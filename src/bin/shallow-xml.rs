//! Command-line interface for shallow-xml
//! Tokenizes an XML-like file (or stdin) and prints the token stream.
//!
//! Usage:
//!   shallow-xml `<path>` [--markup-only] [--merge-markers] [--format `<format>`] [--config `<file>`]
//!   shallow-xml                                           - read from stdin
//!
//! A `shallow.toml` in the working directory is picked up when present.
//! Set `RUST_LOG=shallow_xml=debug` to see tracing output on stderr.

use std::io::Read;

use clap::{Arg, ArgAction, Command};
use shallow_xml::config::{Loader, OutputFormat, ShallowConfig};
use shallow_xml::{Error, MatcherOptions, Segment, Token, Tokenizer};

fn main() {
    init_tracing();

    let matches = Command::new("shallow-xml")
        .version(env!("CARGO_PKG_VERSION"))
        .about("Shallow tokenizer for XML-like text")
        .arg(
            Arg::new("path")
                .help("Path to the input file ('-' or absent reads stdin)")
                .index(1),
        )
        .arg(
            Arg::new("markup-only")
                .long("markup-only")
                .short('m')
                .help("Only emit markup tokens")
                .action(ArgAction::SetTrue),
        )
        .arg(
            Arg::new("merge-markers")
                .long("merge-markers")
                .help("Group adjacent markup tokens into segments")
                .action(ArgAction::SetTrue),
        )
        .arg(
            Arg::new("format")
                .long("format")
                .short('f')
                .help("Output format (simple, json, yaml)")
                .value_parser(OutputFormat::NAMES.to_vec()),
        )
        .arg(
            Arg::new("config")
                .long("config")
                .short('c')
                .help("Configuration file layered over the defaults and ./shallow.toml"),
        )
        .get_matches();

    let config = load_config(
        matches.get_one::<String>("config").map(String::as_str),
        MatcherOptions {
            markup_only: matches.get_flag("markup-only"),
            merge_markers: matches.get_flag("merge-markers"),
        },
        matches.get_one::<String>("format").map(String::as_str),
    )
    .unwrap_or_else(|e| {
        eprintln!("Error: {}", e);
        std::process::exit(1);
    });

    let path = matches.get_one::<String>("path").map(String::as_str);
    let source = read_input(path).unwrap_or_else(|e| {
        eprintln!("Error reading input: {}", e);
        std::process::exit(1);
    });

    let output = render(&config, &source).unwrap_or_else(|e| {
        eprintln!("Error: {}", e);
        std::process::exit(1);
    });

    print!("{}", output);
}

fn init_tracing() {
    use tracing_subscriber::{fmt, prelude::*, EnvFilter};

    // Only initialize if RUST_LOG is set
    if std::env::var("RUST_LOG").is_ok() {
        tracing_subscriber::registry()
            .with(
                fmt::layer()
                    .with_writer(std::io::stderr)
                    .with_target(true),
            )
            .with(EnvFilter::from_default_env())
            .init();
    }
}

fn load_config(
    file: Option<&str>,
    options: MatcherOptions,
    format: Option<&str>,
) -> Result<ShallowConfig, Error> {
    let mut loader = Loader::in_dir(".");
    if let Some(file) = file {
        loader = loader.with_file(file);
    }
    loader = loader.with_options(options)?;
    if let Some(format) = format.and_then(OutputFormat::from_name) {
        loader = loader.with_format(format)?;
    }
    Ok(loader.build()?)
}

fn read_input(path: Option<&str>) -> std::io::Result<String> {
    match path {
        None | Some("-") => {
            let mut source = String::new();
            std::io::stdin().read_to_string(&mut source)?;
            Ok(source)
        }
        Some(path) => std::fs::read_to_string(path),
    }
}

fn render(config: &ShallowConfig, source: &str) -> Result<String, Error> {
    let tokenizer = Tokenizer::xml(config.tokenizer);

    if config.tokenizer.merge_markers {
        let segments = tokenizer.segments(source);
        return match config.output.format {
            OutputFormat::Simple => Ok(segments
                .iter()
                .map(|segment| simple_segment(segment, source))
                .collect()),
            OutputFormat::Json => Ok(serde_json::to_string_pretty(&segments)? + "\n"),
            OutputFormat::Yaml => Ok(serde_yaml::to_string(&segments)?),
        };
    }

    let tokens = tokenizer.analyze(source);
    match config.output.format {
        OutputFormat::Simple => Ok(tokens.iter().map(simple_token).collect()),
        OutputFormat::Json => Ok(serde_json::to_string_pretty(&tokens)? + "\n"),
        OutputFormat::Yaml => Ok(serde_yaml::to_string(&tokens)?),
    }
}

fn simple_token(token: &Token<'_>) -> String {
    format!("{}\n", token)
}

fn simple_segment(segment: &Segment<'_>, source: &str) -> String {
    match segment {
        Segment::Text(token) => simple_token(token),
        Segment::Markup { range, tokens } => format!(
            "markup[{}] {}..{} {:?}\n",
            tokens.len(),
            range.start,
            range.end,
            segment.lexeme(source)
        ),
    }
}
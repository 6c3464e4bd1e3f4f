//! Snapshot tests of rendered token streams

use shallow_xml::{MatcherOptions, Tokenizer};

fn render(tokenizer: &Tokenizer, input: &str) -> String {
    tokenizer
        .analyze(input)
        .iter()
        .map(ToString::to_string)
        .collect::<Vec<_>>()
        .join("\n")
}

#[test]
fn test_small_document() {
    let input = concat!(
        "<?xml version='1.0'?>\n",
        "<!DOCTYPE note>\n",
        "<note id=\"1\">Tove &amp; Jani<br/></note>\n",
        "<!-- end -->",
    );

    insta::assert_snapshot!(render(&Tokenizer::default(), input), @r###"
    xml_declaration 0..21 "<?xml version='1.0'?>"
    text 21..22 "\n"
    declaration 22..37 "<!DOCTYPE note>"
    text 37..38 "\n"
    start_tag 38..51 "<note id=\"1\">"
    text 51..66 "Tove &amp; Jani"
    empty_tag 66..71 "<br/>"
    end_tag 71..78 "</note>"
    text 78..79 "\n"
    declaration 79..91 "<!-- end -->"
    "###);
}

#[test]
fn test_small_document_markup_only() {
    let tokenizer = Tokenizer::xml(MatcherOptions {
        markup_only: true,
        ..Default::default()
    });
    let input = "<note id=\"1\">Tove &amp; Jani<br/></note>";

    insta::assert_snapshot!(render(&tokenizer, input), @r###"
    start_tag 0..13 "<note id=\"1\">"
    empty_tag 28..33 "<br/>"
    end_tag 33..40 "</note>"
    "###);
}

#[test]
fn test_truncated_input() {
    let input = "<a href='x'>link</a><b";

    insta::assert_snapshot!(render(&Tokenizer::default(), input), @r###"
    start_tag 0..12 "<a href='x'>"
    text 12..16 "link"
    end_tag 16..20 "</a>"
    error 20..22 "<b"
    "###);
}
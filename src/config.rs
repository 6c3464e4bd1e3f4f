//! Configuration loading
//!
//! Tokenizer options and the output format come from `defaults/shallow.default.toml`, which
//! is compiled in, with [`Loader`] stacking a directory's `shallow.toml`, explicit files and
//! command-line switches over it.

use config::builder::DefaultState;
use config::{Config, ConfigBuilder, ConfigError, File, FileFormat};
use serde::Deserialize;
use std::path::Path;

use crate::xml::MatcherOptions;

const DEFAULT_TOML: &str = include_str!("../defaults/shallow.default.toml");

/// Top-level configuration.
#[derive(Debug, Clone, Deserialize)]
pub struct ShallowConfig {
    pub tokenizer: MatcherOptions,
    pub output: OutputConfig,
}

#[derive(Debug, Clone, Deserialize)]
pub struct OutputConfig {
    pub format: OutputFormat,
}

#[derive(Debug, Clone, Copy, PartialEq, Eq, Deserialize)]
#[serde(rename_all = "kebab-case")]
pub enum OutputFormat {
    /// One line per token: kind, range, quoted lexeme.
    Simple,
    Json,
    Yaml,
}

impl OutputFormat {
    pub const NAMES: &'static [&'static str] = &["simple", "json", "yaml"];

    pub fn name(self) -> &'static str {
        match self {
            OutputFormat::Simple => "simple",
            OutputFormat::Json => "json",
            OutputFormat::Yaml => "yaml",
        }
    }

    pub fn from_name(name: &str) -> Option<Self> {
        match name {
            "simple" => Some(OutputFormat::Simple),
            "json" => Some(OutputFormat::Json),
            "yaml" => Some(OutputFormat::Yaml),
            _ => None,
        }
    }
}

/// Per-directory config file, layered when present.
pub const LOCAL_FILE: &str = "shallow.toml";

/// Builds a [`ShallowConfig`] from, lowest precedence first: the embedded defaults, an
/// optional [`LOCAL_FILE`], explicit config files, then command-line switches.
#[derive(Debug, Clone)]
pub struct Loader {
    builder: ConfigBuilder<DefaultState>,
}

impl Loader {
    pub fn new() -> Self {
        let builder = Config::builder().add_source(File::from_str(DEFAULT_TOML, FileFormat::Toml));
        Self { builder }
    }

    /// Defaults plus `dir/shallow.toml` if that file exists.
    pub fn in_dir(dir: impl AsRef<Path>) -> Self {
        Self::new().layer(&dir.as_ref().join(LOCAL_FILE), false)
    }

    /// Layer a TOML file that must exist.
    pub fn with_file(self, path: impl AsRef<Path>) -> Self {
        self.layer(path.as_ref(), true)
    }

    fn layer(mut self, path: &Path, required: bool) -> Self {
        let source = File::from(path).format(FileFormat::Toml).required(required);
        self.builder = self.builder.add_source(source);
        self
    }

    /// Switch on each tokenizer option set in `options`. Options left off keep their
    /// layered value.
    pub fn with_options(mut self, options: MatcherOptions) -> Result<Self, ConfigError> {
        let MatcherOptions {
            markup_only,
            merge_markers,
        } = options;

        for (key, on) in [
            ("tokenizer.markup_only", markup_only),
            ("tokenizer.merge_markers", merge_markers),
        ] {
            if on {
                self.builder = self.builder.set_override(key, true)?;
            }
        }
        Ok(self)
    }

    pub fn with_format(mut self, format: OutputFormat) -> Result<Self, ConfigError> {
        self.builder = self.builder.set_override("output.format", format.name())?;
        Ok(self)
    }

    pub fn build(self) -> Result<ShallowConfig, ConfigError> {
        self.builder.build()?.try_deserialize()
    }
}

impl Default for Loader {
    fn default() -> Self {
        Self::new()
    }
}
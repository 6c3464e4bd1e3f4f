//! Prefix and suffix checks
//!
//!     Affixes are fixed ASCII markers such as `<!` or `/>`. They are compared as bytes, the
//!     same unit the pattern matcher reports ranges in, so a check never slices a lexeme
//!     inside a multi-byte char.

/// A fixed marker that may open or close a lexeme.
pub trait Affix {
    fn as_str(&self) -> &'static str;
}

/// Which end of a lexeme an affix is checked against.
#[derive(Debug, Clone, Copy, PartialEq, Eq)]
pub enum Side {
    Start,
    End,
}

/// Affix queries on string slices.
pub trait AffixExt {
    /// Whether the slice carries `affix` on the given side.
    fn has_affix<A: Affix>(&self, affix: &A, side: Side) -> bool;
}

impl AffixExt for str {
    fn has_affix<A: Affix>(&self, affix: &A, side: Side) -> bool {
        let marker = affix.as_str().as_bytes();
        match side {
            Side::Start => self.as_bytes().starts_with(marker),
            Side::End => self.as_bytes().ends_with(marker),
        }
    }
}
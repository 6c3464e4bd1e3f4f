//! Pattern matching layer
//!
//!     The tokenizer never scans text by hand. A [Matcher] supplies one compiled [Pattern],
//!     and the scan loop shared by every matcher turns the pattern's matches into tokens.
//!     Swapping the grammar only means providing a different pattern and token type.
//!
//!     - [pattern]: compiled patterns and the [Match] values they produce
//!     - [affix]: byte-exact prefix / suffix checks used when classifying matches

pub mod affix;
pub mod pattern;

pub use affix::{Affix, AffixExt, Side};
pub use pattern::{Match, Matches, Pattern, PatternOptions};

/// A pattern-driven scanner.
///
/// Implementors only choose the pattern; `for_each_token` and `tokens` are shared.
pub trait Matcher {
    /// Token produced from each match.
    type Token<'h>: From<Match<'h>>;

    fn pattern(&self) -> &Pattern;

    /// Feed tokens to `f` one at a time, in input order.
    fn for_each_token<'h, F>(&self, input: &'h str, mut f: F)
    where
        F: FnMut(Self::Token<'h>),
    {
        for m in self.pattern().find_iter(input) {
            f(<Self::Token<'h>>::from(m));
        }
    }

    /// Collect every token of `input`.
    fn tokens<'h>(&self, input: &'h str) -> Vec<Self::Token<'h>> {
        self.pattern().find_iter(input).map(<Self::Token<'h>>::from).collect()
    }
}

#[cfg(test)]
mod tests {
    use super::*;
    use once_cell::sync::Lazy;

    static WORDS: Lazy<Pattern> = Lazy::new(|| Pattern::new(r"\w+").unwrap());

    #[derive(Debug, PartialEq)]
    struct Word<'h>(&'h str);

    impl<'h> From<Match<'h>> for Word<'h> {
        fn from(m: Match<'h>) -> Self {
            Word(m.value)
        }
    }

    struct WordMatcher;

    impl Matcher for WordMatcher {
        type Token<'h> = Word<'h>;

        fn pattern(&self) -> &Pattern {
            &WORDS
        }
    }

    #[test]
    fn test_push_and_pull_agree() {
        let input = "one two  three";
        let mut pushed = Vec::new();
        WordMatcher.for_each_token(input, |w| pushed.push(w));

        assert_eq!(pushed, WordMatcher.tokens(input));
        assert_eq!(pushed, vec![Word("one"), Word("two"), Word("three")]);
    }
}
* * * * * * * * *
:: What is expected ::
Extract from the data every line where "switches" shows up.

:: Task response ::
//! command-line switches over it.
/// optional [`LOCAL_FILE`], explicit config files, then command-line switches.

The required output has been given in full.